Start of Information
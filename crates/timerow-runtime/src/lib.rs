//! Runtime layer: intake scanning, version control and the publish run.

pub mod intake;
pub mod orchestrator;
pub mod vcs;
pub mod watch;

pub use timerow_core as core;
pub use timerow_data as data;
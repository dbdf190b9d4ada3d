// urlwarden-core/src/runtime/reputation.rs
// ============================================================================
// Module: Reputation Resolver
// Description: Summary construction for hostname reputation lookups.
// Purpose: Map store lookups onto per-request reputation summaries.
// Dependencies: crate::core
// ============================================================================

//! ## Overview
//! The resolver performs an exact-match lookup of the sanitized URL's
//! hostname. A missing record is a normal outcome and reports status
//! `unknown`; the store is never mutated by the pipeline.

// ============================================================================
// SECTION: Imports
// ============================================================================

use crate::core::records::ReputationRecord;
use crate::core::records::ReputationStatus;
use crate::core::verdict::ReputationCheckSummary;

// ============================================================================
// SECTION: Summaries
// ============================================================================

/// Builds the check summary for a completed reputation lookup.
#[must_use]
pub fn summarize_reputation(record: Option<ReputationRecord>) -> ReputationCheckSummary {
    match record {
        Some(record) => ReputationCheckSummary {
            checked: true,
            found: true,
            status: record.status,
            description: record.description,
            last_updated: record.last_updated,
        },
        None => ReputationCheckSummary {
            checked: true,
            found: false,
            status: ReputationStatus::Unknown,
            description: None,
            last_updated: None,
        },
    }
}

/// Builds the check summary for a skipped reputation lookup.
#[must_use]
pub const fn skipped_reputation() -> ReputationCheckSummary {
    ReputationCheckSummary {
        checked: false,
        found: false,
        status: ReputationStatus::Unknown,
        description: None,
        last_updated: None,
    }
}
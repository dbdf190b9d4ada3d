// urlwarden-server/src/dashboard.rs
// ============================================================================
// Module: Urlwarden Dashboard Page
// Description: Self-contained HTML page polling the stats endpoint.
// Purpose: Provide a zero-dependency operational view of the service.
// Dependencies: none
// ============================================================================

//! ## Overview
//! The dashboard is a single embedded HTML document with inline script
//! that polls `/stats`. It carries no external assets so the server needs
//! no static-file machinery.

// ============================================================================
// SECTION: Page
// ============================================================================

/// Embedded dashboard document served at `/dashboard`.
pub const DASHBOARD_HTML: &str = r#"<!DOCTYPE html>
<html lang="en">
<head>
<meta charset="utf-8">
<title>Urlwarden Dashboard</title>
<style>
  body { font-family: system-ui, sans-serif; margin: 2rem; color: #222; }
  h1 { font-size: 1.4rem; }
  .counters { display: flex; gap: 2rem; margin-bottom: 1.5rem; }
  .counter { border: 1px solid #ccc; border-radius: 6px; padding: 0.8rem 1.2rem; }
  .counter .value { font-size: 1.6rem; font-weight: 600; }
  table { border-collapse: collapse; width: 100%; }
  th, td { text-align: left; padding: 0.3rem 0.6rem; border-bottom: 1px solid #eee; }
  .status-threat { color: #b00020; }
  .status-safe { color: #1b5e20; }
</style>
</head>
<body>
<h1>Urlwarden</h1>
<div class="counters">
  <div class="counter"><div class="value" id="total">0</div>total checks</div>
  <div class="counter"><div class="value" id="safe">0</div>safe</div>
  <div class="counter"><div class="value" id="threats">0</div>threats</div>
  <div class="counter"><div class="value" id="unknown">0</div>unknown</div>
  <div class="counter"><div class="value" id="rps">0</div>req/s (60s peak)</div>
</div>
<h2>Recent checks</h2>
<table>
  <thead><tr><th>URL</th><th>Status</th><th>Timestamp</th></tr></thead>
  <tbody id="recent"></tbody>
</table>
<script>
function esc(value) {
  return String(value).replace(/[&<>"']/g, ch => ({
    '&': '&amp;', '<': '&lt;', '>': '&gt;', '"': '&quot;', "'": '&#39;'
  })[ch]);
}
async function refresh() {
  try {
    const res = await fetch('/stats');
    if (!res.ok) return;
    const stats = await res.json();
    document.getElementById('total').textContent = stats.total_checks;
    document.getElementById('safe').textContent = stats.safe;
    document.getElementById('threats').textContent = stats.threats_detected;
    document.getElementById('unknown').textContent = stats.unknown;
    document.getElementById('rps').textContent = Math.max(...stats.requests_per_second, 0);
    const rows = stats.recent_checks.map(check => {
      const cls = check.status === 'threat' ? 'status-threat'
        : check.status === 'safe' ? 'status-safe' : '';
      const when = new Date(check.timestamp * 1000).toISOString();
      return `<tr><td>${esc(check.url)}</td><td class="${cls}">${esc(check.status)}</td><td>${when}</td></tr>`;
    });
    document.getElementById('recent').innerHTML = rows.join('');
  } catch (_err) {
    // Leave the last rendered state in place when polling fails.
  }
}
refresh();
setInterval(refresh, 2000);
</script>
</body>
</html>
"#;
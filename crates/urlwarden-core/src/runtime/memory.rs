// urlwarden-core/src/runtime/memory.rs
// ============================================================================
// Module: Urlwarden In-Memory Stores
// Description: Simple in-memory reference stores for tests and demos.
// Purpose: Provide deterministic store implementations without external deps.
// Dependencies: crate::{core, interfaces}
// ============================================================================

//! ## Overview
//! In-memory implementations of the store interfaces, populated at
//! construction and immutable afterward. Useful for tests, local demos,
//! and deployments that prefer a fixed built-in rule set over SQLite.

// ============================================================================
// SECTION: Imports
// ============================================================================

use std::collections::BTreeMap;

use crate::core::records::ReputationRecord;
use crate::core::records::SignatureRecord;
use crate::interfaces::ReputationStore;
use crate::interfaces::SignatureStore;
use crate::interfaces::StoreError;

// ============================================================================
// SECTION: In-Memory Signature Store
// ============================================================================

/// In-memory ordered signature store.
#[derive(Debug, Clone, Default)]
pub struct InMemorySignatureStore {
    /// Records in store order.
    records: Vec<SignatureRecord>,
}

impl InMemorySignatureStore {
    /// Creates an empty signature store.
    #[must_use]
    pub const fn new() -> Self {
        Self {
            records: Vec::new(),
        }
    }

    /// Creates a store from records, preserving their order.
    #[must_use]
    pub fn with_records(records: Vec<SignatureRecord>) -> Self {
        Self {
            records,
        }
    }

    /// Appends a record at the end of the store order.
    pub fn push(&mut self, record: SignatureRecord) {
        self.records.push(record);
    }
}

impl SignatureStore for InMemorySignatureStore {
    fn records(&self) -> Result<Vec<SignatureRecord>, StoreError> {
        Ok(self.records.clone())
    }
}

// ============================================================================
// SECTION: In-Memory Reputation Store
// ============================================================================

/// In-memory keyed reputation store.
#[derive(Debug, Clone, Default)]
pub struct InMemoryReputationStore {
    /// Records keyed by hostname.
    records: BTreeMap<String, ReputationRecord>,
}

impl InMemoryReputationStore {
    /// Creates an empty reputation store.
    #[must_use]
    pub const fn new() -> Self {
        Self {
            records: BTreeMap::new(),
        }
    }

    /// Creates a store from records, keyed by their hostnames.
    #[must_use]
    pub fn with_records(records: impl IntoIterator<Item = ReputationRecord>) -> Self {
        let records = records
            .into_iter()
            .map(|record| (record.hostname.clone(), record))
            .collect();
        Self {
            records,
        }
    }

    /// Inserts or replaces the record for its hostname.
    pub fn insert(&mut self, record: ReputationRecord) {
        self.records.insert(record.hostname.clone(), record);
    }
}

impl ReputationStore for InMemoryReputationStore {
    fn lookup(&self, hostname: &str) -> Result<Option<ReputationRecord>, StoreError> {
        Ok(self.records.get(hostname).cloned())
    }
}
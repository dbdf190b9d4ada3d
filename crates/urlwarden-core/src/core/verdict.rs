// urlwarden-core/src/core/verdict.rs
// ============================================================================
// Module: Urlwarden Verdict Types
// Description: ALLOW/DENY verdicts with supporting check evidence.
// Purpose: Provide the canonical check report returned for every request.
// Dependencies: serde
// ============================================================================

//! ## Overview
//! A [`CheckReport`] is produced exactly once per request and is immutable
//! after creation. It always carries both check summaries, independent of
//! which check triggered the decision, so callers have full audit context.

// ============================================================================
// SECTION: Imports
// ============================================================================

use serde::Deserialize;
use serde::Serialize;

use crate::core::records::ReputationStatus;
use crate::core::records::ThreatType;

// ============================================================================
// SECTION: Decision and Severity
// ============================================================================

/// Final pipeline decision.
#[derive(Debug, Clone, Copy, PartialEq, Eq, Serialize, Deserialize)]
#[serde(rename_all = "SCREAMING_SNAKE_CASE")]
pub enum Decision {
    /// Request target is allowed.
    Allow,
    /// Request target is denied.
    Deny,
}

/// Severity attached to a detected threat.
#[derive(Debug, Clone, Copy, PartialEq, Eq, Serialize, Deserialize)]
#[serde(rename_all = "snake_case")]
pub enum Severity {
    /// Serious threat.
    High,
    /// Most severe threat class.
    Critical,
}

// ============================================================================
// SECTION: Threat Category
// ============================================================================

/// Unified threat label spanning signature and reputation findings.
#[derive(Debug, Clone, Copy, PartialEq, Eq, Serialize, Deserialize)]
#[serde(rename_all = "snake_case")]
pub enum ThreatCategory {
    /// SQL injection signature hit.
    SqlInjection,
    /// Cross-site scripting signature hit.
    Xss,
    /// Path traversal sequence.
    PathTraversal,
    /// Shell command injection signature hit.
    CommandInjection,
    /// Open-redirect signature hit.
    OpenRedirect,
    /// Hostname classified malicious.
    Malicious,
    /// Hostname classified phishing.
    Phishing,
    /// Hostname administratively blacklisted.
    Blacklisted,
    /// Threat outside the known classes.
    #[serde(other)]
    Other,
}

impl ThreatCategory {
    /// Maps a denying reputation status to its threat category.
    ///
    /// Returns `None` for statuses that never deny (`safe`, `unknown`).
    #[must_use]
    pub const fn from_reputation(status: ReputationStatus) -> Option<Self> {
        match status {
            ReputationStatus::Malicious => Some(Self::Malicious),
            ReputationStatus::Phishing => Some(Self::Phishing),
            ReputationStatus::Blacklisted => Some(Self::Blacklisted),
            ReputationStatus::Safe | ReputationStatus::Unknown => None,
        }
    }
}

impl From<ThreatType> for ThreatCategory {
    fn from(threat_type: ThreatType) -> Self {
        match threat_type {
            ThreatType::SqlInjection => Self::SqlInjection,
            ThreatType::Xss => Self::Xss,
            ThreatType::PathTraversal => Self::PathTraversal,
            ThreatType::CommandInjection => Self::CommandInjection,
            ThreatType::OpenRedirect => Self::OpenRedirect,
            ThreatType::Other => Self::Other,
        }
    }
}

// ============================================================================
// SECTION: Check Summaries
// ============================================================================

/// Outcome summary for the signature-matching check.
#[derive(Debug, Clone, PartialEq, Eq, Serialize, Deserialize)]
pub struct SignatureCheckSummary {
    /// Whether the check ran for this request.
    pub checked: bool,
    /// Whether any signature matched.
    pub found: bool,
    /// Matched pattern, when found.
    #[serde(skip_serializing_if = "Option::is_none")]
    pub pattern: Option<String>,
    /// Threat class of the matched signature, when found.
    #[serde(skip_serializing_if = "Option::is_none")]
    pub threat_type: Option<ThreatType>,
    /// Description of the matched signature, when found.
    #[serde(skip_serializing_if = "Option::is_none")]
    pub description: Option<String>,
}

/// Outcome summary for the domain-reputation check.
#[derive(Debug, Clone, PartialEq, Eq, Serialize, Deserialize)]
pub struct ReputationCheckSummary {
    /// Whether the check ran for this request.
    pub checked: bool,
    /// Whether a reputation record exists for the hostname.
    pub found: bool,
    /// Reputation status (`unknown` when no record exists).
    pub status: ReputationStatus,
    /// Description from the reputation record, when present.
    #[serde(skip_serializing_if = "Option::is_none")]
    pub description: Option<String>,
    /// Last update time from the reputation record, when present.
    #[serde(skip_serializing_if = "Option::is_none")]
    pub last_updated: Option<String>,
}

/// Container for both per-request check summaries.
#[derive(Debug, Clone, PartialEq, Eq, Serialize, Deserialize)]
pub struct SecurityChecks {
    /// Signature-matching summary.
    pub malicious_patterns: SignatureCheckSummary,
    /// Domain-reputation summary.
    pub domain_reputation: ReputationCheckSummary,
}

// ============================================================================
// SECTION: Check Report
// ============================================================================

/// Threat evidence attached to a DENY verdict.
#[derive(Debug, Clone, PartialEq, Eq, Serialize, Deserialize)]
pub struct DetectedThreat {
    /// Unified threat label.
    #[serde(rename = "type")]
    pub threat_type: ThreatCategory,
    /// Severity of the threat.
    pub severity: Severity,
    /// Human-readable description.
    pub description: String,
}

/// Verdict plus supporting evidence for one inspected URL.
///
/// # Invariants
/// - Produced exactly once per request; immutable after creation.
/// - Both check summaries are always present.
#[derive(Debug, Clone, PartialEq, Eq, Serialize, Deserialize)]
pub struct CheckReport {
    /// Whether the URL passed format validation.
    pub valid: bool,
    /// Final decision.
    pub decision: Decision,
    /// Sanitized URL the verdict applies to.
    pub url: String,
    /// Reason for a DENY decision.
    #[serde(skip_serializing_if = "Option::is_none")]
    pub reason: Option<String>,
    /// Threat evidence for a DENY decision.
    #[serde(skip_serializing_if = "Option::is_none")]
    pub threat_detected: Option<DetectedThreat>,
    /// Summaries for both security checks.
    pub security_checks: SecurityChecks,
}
End of Information
- _Work request_
All of the lines above that carry the string "always" need to be found and copied.

- _Task result_
//! after creation. It always carries both check summaries, independent of
/// - Both check summaries are always present.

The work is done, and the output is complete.